_ACTION ITEM_. Could the data below be copied out in full, word for word?

[Stored data]
"""

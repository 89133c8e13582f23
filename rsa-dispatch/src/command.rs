//! Order command parsing.
//!
//! ```text
//! holdings <brokers> [not <brokers>]
//! <buy|sell> <amount> <symbols> <brokers> [not <brokers>] [dry:false]
//! ```
//!
//! `<brokers>` is a comma list of broker names or nicknames, or one of the
//! group names `all`, `most`, `fast`, `day1`. Everything is case-insensitive.

use thiserror::Error;

use crate::broker::{BrokerGroup, BrokerId};
use crate::order::{Action, OrderError, OrderRequest};

#[derive(Debug, Clone, PartialEq, Error)]
pub enum CommandError {
    #[error("No command given")]
    Empty,

    #[error("Unsupported action: {0}")]
    UnsupportedAction(String),

    #[error("Missing {0}")]
    Missing(&'static str),

    #[error("Invalid amount: {0}")]
    InvalidAmount(String),

    #[error("{0} is not a supported broker")]
    UnknownBroker(String),

    #[error("Unexpected argument: {0}")]
    Unexpected(String),

    #[error(transparent)]
    Order(#[from] OrderError),
}

/// Parse a whitespace-separated command line.
pub fn parse_command(input: &str) -> Result<OrderRequest, CommandError> {
    let args: Vec<&str> = input.split_whitespace().collect();
    parse_args(&args)
}

/// Parse pre-split arguments.
pub fn parse_args<S: AsRef<str>>(args: &[S]) -> Result<OrderRequest, CommandError> {
    let args: Vec<String> = args.iter().map(|a| a.as_ref().to_lowercase()).collect();
    let mut rest = args.iter().map(String::as_str);

    let action = rest.next().ok_or(CommandError::Empty)?;
    let mut order = match action {
        "holdings" => {
            let brokers = rest.next().ok_or(CommandError::Missing("brokers"))?;
            OrderRequest::holdings(parse_broker_set(brokers)?)
        }
        "buy" | "sell" => {
            let action = if action == "buy" { Action::Buy } else { Action::Sell };
            let amount = rest.next().ok_or(CommandError::Missing("amount"))?;
            let amount: f64 = amount
                .parse()
                .map_err(|_| CommandError::InvalidAmount(amount.to_string()))?;
            let symbols = rest.next().ok_or(CommandError::Missing("symbols"))?;
            let brokers = rest.next().ok_or(CommandError::Missing("brokers"))?;

            let mut order = OrderRequest::new(action);
            order.set_amount(amount);
            for symbol in symbols.split(',').filter(|s| !s.is_empty()) {
                order.add_symbol(symbol);
            }
            order.add_brokers(parse_broker_set(brokers)?);
            order
        }
        other => return Err(CommandError::UnsupportedAction(other.to_string())),
    };

    while let Some(arg) = rest.next() {
        match arg {
            "not" => {
                let excluded = rest.next().ok_or(CommandError::Missing("brokers after not"))?;
                for broker in parse_broker_set(excluded)? {
                    order.exclude(broker);
                }
            }
            "false" | "dry:false" if order.action().is_trade() => order.set_dry_run(false),
            "true" | "dry:true" if order.action().is_trade() => order.set_dry_run(true),
            other => return Err(CommandError::Unexpected(other.to_string())),
        }
    }

    order.validate_pre_login()?;
    Ok(order)
}

/// Resolve a broker set: a group name or a comma list of names and nicknames.
pub fn parse_broker_set(input: &str) -> Result<Vec<BrokerId>, CommandError> {
    if let Some(group) = BrokerGroup::from_name(input) {
        return Ok(group.expand());
    }

    let mut brokers = Vec::new();
    for name in input.split(',').map(str::trim).filter(|n| !n.is_empty()) {
        let broker =
            BrokerId::from_name(name).ok_or_else(|| CommandError::UnknownBroker(name.to_string()))?;
        if !brokers.contains(&broker) {
            brokers.push(broker);
        }
    }
    if brokers.is_empty() {
        return Err(CommandError::Missing("brokers"));
    }
    Ok(brokers)
}

#[cfg(test)]
mod tests {
    use super::*;

    #[test]
    fn test_holdings_with_exclusion() {
        let order = parse_command("holdings all not vg,rh").unwrap();
        assert_eq!(order.action(), Action::Holdings);
        assert_eq!(order.brokers().len(), BrokerId::ALL.len());
        assert!(order.is_excluded(BrokerId::Vanguard));
        assert!(order.is_excluded(BrokerId::Robinhood));
        // exclusion is applied at dispatch time, not here
        assert!(order.brokers().contains(&BrokerId::Vanguard));
    }

    #[test]
    fn test_trade_defaults_to_dry_run() {
        let order = parse_command("buy 1 xyz tradier").unwrap();
        assert_eq!(order.action(), Action::Buy);
        assert_eq!(order.amount(), Some(1.0));
        assert_eq!(order.symbols(), ["XYZ".to_string()]);
        assert_eq!(order.brokers(), [BrokerId::Tradier]);
        assert!(order.dry_run());
    }

    #[test]
    fn test_trade_dry_false_variants() {
        for flag in ["false", "dry:false", "DRY:FALSE"] {
            let order = parse_command(&format!("sell 2 abc,def fid,public {flag}")).unwrap();
            assert!(!order.dry_run(), "{flag}");
            assert_eq!(order.symbols().len(), 2);
            assert_eq!(order.brokers(), [BrokerId::Fidelity, BrokerId::Public]);
        }
        assert!(parse_command("sell 2 abc public dry:true").unwrap().dry_run());
    }

    #[test]
    fn test_trade_with_exclusion_and_flag() {
        let order = parse_command("Buy 0.5 XYZ most not public false").unwrap();
        assert!(order.is_fractional());
        assert!(!order.dry_run());
        assert!(order.is_excluded(BrokerId::Public));
        assert!(!order.brokers().contains(&BrokerId::Vanguard));
    }

    #[test]
    fn test_group_expansion_is_deterministic() {
        assert_eq!(parse_broker_set("most").unwrap(), parse_broker_set("MOST").unwrap());
        let most = parse_broker_set("most").unwrap();
        let all = parse_broker_set("all").unwrap();
        let missing: Vec<_> = all.iter().filter(|b| !most.contains(b)).collect();
        assert_eq!(missing, vec![&BrokerId::Vanguard]);
    }

    #[test]
    fn test_case_does_not_change_the_order() {
        assert_eq!(
            parse_command("BUY 1 XYZ Tradier DRY:FALSE"),
            parse_command("buy 1 xyz tradier dry:false")
        );
        assert_ne!(
            parse_command("buy 1 xyz tradier"),
            parse_command("buy 1 xyz tradier false")
        );
    }

    #[test]
    fn test_errors() {
        assert_eq!(parse_command(""), Err(CommandError::Empty));
        assert_eq!(
            parse_command("short 1 xyz all"),
            Err(CommandError::UnsupportedAction("short".into()))
        );
        assert_eq!(
            parse_command("buy one xyz all"),
            Err(CommandError::InvalidAmount("one".into()))
        );
        assert_eq!(parse_command("buy 1 xyz"), Err(CommandError::Missing("brokers")));
        assert_eq!(
            parse_command("holdings tradier,nope"),
            Err(CommandError::UnknownBroker("nope".into()))
        );
        assert_eq!(
            parse_command("holdings all false"),
            Err(CommandError::Unexpected("false".into()))
        );
        assert_eq!(
            parse_command("buy 0 xyz all"),
            Err(CommandError::Order(OrderError::InvalidAmount(0.0)))
        );
    }

    #[test]
    fn test_duplicate_brokers_collapse() {
        assert_eq!(
            parse_broker_set("tradier,Tradier").unwrap(),
            vec![BrokerId::Tradier]
        );
    }
}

"""

_WRITTEN SOLUTION_.
repository 89133c8e13582f23
filename rsa-dispatch/src/command.rs
//! Order command parsing.
//!
//! ```text
//! holdings <brokers> [not <brokers>]
//! <buy|sell> <amount> <symbols> <brokers> [not <brokers>] [dry:false]
//! ```
//!
//! `<brokers>` is a comma list of broker names or nicknames, or one of the
//! group names `all`, `most`, `fast`, `day1`. Everything is case-insensitive.

use thiserror::Error;

use crate::broker::{BrokerGroup, BrokerId};
use crate::order::{Action, OrderError, OrderRequest};

#[derive(Debug, Clone, PartialEq, Error)]
pub enum CommandError {
    #[error("No command given")]
    Empty,

    #[error("Unsupported action: {0}")]
    UnsupportedAction(String),

    #[error("Missing {0}")]
    Missing(&'static str),

    #[error("Invalid amount: {0}")]
    InvalidAmount(String),

    #[error("{0} is not a supported broker")]
    UnknownBroker(String),

    #[error("Unexpected argument: {0}")]
    Unexpected(String),

    #[error(transparent)]
    Order(#[from] OrderError),
}

/// Parse a whitespace-separated command line.
pub fn parse_command(input: &str) -> Result<OrderRequest, CommandError> {
    let args: Vec<&str> = input.split_whitespace().collect();
    parse_args(&args)
}

/// Parse pre-split arguments.
pub fn parse_args<S: AsRef<str>>(args: &[S]) -> Result<OrderRequest, CommandError> {
    let args: Vec<String> = args.iter().map(|a| a.as_ref().to_lowercase()).collect();
    let mut rest = args.iter().map(String::as_str);

    let action = rest.next().ok_or(CommandError::Empty)?;
    let mut order = match action {
        "holdings" => {
            let brokers = rest.next().ok_or(CommandError::Missing("brokers"))?;
            OrderRequest::holdings(parse_broker_set(brokers)?)
        }
        "buy" | "sell" => {
            let action = if action == "buy" { Action::Buy } else { Action::Sell };
            let amount = rest.next().ok_or(CommandError::Missing("amount"))?;
            let amount: f64 = amount
                .parse()
                .map_err(|_| CommandError::InvalidAmount(amount.to_string()))?;
            let symbols = rest.next().ok_or(CommandError::Missing("symbols"))?;
            let brokers = rest.next().ok_or(CommandError::Missing("brokers"))?;

            let mut order = OrderRequest::new(action);
            order.set_amount(amount);
            for symbol in symbols.split(',').filter(|s| !s.is_empty()) {
                order.add_symbol(symbol);
            }
            order.add_brokers(parse_broker_set(brokers)?);
            order
        }
        other => return Err(CommandError::UnsupportedAction(other.to_string())),
    };

    while let Some(arg) = rest.next() {
        match arg {
            "not" => {
                let excluded = rest.next().ok_or(CommandError::Missing("brokers after not"))?;
                for broker in parse_broker_set(excluded)? {
                    order.exclude(broker);
                }
            }
            "false" | "dry:false" if order.action().is_trade() => order.set_dry_run(false),
            "true" | "dry:true" if order.action().is_trade() => order.set_dry_run(true),
            other => return Err(CommandError::Unexpected(other.to_string())),
        }
    }

    order.validate_pre_login()?;
    Ok(order)
}

/// Resolve a broker set: a group name or a comma list of names and nicknames.
pub fn parse_broker_set(input: &str) -> Result<Vec<BrokerId>, CommandError> {
    if let Some(group) = BrokerGroup::from_name(input) {
        return Ok(group.expand());
    }

    let mut brokers = Vec::new();
    for name in input.split(',').map(str::trim).filter(|n| !n.is_empty()) {
        let broker =
            BrokerId::from_name(name).ok_or_else(|| CommandError::UnknownBroker(name.to_string()))?;
        if !brokers.contains(&broker) {
            brokers.push(broker);
        }
    }
    if brokers.is_empty() {
        return Err(CommandError::Missing("brokers"));
    }
    Ok(brokers)
}

#[cfg(test)]
mod tests {
    use super::*;

    #[test]
    fn test_holdings_with_exclusion() {
        let order = parse_command("holdings all not vg,rh").unwrap();
        assert_eq!(order.action(), Action::Holdings);
        assert_eq!(order.brokers().len(), BrokerId::ALL.len());
        assert!(order.is_excluded(BrokerId::Vanguard));
        assert!(order.is_excluded(BrokerId::Robinhood));
        // exclusion is applied at dispatch time, not here
        assert!(order.brokers().contains(&BrokerId::Vanguard));
    }

    #[test]
    fn test_trade_defaults_to_dry_run() {
        let order = parse_command("buy 1 xyz tradier").unwrap();
        assert_eq!(order.action(), Action::Buy);
        assert_eq!(order.amount(), Some(1.0));
        assert_eq!(order.symbols(), ["XYZ".to_string()]);
        assert_eq!(order.brokers(), [BrokerId::Tradier]);
        assert!(order.dry_run());
    }

    #[test]
    fn test_trade_dry_false_variants() {
        for flag in ["false", "dry:false", "DRY:FALSE"] {
            let order = parse_command(&format!("sell 2 abc,def fid,public {flag}")).unwrap();
            assert!(!order.dry_run(), "{flag}");
            assert_eq!(order.symbols().len(), 2);
            assert_eq!(order.brokers(), [BrokerId::Fidelity, BrokerId::Public]);
        }
        assert!(parse_command("sell 2 abc public dry:true").unwrap().dry_run());
    }

    #[test]
    fn test_trade_with_exclusion_and_flag() {
        let order = parse_command("Buy 0.5 XYZ most not public false").unwrap();
        assert!(order.is_fractional());
        assert!(!order.dry_run());
        assert!(order.is_excluded(BrokerId::Public));
        assert!(!order.brokers().contains(&BrokerId::Vanguard));
    }

    #[test]
    fn test_group_expansion_is_deterministic() {
        assert_eq!(parse_broker_set("most").unwrap(), parse_broker_set("MOST").unwrap());
        let most = parse_broker_set("most").unwrap();
        let all = parse_broker_set("all").unwrap();
        let missing: Vec<_> = all.iter().filter(|b| !most.contains(b)).collect();
        assert_eq!(missing, vec![&BrokerId::Vanguard]);
    }

    #[test]
    fn test_case_does_not_change_the_order() {
        assert_eq!(
            parse_command("BUY 1 XYZ Tradier DRY:FALSE"),
            parse_command("buy 1 xyz tradier dry:false")
        );
        assert_ne!(
            parse_command("buy 1 xyz tradier"),
            parse_command("buy 1 xyz tradier false")
        );
    }

    #[test]
    fn test_errors() {
        assert_eq!(parse_command(""), Err(CommandError::Empty));
        assert_eq!(
            parse_command("short 1 xyz all"),
            Err(CommandError::UnsupportedAction("short".into()))
        );
        assert_eq!(
            parse_command("buy one xyz all"),
            Err(CommandError::InvalidAmount("one".into()))
        );
        assert_eq!(parse_command("buy 1 xyz"), Err(CommandError::Missing("brokers")));
        assert_eq!(
            parse_command("holdings tradier,nope"),
            Err(CommandError::UnknownBroker("nope".into()))
        );
        assert_eq!(
            parse_command("holdings all false"),
            Err(CommandError::Unexpected("false".into()))
        );
        assert_eq!(
            parse_command("buy 0 xyz all"),
            Err(CommandError::Order(OrderError::InvalidAmount(0.0)))
        );
    }

    #[test]
    fn test_duplicate_brokers_collapse() {
        assert_eq!(
            parse_broker_set("tradier,Tradier").unwrap(),
            vec![BrokerId::Tradier]
        );
    }
}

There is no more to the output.